_Task prompt:_ As the answer, give a copy of each line below that includes the word "NormalizedUrl".

---------------

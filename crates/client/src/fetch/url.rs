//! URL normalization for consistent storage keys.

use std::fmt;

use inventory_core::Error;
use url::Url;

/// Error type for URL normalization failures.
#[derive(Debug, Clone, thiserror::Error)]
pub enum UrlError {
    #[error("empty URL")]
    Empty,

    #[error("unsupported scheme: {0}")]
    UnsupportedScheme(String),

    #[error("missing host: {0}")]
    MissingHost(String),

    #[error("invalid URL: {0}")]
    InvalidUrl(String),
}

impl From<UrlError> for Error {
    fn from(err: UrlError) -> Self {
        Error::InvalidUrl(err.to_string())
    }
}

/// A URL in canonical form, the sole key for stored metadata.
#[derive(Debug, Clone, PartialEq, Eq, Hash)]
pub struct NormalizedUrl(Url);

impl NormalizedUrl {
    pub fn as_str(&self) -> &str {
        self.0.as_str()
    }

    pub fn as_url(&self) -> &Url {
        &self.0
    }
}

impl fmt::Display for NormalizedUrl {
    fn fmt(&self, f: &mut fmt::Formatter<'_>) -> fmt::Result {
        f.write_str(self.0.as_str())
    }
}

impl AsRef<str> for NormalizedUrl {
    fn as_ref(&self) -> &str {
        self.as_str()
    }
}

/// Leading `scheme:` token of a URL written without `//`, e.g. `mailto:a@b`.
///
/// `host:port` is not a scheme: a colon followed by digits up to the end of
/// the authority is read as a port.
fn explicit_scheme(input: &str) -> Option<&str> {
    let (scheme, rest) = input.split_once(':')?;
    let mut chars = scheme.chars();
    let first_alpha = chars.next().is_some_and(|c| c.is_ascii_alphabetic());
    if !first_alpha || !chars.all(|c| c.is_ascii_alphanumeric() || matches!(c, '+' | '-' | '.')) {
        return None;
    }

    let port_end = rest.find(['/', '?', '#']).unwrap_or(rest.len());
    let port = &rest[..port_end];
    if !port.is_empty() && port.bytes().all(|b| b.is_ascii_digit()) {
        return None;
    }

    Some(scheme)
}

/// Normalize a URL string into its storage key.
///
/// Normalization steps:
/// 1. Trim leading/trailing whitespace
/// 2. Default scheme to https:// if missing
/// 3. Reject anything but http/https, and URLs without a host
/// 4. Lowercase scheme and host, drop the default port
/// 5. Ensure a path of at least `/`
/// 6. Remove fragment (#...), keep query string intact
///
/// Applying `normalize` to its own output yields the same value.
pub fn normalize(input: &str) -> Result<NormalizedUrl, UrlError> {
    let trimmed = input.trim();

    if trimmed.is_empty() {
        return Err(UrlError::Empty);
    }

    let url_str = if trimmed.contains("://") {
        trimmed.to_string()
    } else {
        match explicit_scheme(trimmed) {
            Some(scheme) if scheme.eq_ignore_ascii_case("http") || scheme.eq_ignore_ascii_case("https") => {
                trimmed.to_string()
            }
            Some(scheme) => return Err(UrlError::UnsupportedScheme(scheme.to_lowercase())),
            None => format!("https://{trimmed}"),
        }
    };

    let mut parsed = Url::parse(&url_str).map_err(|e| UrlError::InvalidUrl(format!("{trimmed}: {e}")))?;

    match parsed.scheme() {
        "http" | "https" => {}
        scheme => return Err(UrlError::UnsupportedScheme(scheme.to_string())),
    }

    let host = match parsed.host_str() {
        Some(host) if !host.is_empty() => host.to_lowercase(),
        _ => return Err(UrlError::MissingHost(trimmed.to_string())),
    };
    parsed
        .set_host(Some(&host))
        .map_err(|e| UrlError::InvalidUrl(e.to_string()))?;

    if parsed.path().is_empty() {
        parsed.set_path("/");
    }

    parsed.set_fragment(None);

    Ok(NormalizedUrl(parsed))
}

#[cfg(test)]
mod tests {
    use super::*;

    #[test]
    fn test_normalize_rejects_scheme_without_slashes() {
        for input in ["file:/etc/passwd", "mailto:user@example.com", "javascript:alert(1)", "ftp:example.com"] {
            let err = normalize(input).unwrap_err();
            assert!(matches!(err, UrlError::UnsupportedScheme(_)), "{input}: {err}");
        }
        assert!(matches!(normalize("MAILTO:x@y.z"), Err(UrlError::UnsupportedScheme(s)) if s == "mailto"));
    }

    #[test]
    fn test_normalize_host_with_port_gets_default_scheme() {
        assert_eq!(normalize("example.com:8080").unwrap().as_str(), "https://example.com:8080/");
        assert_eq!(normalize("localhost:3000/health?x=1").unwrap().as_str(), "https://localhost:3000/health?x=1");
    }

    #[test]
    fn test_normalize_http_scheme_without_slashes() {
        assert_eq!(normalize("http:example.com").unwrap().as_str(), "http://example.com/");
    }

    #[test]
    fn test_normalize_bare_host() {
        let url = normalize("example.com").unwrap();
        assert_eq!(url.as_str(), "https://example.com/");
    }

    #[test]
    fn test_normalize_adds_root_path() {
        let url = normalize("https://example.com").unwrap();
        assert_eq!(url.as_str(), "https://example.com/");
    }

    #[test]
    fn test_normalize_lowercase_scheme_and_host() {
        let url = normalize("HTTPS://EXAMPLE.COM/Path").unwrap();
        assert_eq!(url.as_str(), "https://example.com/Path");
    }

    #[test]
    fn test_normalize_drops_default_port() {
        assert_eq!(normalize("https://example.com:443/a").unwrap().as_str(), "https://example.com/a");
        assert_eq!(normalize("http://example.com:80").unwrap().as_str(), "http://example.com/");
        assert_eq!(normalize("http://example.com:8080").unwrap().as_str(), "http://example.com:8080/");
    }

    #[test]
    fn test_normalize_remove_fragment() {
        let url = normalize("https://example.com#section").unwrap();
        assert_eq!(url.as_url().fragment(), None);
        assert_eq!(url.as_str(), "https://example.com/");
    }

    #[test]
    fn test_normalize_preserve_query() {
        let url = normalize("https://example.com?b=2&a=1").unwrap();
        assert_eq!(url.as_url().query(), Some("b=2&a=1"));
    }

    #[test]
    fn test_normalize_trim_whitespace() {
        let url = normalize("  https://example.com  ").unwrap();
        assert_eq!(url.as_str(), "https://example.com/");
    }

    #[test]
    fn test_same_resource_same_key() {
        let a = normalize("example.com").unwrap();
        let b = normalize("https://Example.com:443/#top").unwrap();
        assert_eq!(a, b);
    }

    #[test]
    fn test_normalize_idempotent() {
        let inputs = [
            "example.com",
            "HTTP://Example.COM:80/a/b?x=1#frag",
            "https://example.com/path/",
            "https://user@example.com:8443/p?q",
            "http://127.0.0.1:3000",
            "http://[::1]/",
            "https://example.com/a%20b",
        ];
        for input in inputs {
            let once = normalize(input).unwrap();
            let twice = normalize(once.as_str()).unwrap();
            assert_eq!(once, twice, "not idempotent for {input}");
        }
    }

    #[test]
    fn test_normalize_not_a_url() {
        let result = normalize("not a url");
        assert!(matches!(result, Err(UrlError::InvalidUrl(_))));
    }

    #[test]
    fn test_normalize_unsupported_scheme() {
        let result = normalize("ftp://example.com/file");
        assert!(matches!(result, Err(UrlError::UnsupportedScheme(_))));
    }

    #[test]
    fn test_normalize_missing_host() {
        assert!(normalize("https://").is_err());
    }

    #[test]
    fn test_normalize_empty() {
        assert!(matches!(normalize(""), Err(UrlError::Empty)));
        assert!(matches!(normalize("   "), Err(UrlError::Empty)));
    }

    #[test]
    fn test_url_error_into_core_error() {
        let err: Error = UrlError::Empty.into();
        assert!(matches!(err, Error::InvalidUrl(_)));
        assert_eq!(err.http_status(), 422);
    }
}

---------------

_Output of the exercise:_
pub struct NormalizedUrl(Url);
impl NormalizedUrl {
impl fmt::Display for NormalizedUrl {
impl AsRef<str> for NormalizedUrl {
pub fn normalize(input: &str) -> Result<NormalizedUrl, UrlError> {
    Ok(NormalizedUrl(parsed))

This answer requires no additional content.